Monday, July 23, 2012

Put Up Your Feet, But Take Off Your Shoes

The young woman was very comfortable in her seat as she leaned against a window on the commuter bus bopping to music on her iPod. She wasn't the least bit concerned that she'd put her feet with shoes on, on the adjacent seat. As I stared in disbelief, I wondered how many times had I sat on a seat where a wretched sole had been. I must've been staring pretty hard because she changed her position and put her feet where they belonged.

Yvette and I believe that putting your feet on furniture with your shoes on is a display of a lack of civility and a disregard for others (not to mention the high cost of cleaning clothes and furniture).  Of course, in your own home you can do as you wish. But in the homes of others, you may want to keep your feet on the ground.
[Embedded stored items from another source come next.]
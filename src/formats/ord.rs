//! Open Reaction Database `Dataset` messages.
//!
//! Only the fields needed to recover reaction SMILES are declared; prost
//! skips every other tag while decoding.

use std::collections::{BTreeSet, HashMap};
use std::io::Read;
use std::path::{Path, PathBuf};

use flate2::read::GzDecoder;
use prost::Message;
use tracing::warn;

use crate::chem::{molecule_smiles, parse_molfile};
use crate::error::DataSourceError;
use crate::formats::map_files;
use crate::fs_util::{open_file, walk_files};
use crate::table::Table;

pub const REACTION_SMILES: i32 = 2;
pub const REACTION_CXSMILES: i32 = 6;

pub const COMPOUND_SMILES: i32 = 2;
pub const COMPOUND_MOLBLOCK: i32 = 4;

pub const ROLE_UNSPECIFIED: i32 = 0;
pub const ROLE_REAGENT: i32 = 2;
pub const ROLE_SOLVENT: i32 = 3;
pub const ROLE_CATALYST: i32 = 4;
pub const ROLE_INTERNAL_STANDARD: i32 = 6;
pub const ROLE_PRODUCT: i32 = 8;

pub const COLUMNS: [&str; 3] = ["dataset_id", "reaction_id", "reaction_smiles"];

#[derive(Clone, PartialEq, Message)]
pub struct Dataset {
    #[prost(message, repeated, tag = "3")]
    pub reactions: Vec<Reaction>,
    #[prost(string, tag = "5")]
    pub dataset_id: String,
}

#[derive(Clone, PartialEq, Message)]
pub struct Reaction {
    #[prost(message, repeated, tag = "1")]
    pub identifiers: Vec<ReactionIdentifier>,
    #[prost(map = "string, message", tag = "2")]
    pub inputs: HashMap<String, ReactionInput>,
    #[prost(message, repeated, tag = "8")]
    pub outcomes: Vec<ReactionOutcome>,
    #[prost(string, tag = "10")]
    pub reaction_id: String,
}

#[derive(Clone, PartialEq, Message)]
pub struct ReactionIdentifier {
    #[prost(int32, tag = "1")]
    pub r#type: i32,
    #[prost(string, tag = "3")]
    pub value: String,
}

#[derive(Clone, PartialEq, Message)]
pub struct ReactionInput {
    #[prost(message, repeated, tag = "1")]
    pub components: Vec<Compound>,
}

#[derive(Clone, PartialEq, Message)]
pub struct Compound {
    #[prost(message, repeated, tag = "1")]
    pub identifiers: Vec<CompoundIdentifier>,
    #[prost(int32, tag = "3")]
    pub reaction_role: i32,
}

#[derive(Clone, PartialEq, Message)]
pub struct ReactionOutcome {
    #[prost(message, repeated, tag = "3")]
    pub products: Vec<ProductCompound>,
}

#[derive(Clone, PartialEq, Message)]
pub struct ProductCompound {
    #[prost(message, repeated, tag = "1")]
    pub identifiers: Vec<CompoundIdentifier>,
    #[prost(int32, tag = "7")]
    pub reaction_role: i32,
}

#[derive(Clone, PartialEq, Message)]
pub struct CompoundIdentifier {
    #[prost(int32, tag = "1")]
    pub r#type: i32,
    #[prost(string, tag = "3")]
    pub value: String,
}

/// Rows of one dataset file and the reactions that yielded no SMILES.
#[derive(Debug, Default)]
pub struct DatasetRows {
    pub rows: Vec<Vec<String>>,
    pub skipped: usize,
}

/// Reads a gzip-compressed binary `Dataset` message (`*.pb.gz`).
pub fn read_dataset(path: &Path) -> Result<Dataset, DataSourceError> {
    let mut bytes = Vec::new();
    GzDecoder::new(open_file(path)?)
        .read_to_end(&mut bytes)
        .map_err(|err| DataSourceError::Protobuf(format!("{}: {err}", path.display())))?;
    Dataset::decode(bytes.as_slice())
        .map_err(|err| DataSourceError::Protobuf(format!("{}: {err}", path.display())))
}

/// The reaction SMILES of a reaction. A reaction SMILES (or CXSMILES)
/// identifier wins; otherwise one is assembled from the input components and
/// outcome products. Returns `None` when no reactant or product has a
/// structure.
pub fn reaction_smiles(reaction: &Reaction) -> Option<String> {
    if let Some(identifier) = reaction
        .identifiers
        .iter()
        .find(|identifier| matches!(identifier.r#type, REACTION_SMILES | REACTION_CXSMILES))
    {
        return identifier.value.split_whitespace().next().map(str::to_owned);
    }

    let mut reactants = BTreeSet::new();
    let mut agents = BTreeSet::new();
    let mut products = BTreeSet::new();

    let mut keys: Vec<&String> = reaction.inputs.keys().collect();
    keys.sort();
    for key in keys {
        for component in &reaction.inputs[key].components {
            let Some(smiles) = compound_smiles(&component.identifiers) else {
                continue;
            };
            match component.reaction_role {
                ROLE_REAGENT | ROLE_SOLVENT | ROLE_CATALYST => {
                    agents.insert(smiles);
                }
                ROLE_INTERNAL_STANDARD => {}
                _ => {
                    reactants.insert(smiles);
                }
            }
        }
    }
    for outcome in &reaction.outcomes {
        for product in &outcome.products {
            if !matches!(product.reaction_role, ROLE_PRODUCT | ROLE_UNSPECIFIED) {
                continue;
            }
            if let Some(smiles) = compound_smiles(&product.identifiers) {
                products.insert(smiles);
            }
        }
    }

    if reactants.is_empty() && products.is_empty() {
        return None;
    }
    let join = |set: &BTreeSet<String>| set.iter().cloned().collect::<Vec<_>>().join(".");
    Some(format!("{}>{}>{}", join(&reactants), join(&agents), join(&products)))
}

fn compound_smiles(identifiers: &[CompoundIdentifier]) -> Option<String> {
    if let Some(identifier) = identifiers
        .iter()
        .find(|identifier| identifier.r#type == COMPOUND_SMILES)
    {
        return identifier
            .value
            .split_whitespace()
            .next()
            .map(str::to_owned);
    }
    identifiers
        .iter()
        .find(|identifier| identifier.r#type == COMPOUND_MOLBLOCK)
        .and_then(|identifier| parse_molfile(&identifier.value).ok())
        .map(|molecule| molecule_smiles(&molecule))
        .filter(|smiles| !smiles.is_empty())
}

pub fn dataset_rows(dataset: &Dataset) -> DatasetRows {
    let mut rows = DatasetRows::default();
    for reaction in &dataset.reactions {
        match reaction_smiles(reaction) {
            Some(smiles) => rows.rows.push(vec![
                dataset.dataset_id.clone(),
                reaction.reaction_id.clone(),
                smiles,
            ]),
            None => rows.skipped += 1,
        }
    }
    rows
}

/// Decodes every `*.pb.gz` under `root` on `workers` threads. A file that
/// does not decode is logged and counted as one skipped record.
pub fn read_datasets(root: &Path, workers: usize) -> Result<(Table, usize), DataSourceError> {
    let files: Vec<PathBuf> = walk_files(root, ".pb.gz")?;
    let results = map_files(&files, workers, |path| {
        read_dataset(path).map(|dataset| dataset_rows(&dataset))
    })?;

    let mut table = Table::new(COLUMNS);
    let mut skipped = 0;
    for (path, result) in files.iter().zip(results) {
        match result {
            Ok(rows) => {
                skipped += rows.skipped;
                for row in rows.rows {
                    table.push_row(row);
                }
            }
            Err(err) => {
                warn!(file = %path.display(), error = %err, "skipping undecodable dataset");
                skipped += 1;
            }
        }
    }
    Ok((table, skipped))
}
Parents and caregivers let toddlers and children do it all the time on public transportation. It's as if they think the soles of childrens' shoes are immune to dirty sidewalks, and the dust, urine, mud, etc., and everything magically disappears. No one tells them that it's not right, so one day they end up on a bus with their feet on a seat bopping to the music while some stranger stares at them in disbelief.

Credit: gilliguy
We're not big fans of shoeless households but you can almost begin to understand why people have them. More than preserving the beauty of parquet and carpet, it's about leaving sidewalk dirt where it belongs. That said, we both welcome you to our homes with your shoes on and we trust that you've made good use of the welcome/doormat before entering.

We have some pretty nice shoes coming into our apartments, but no matter how fabulous the shoe, the sole is not.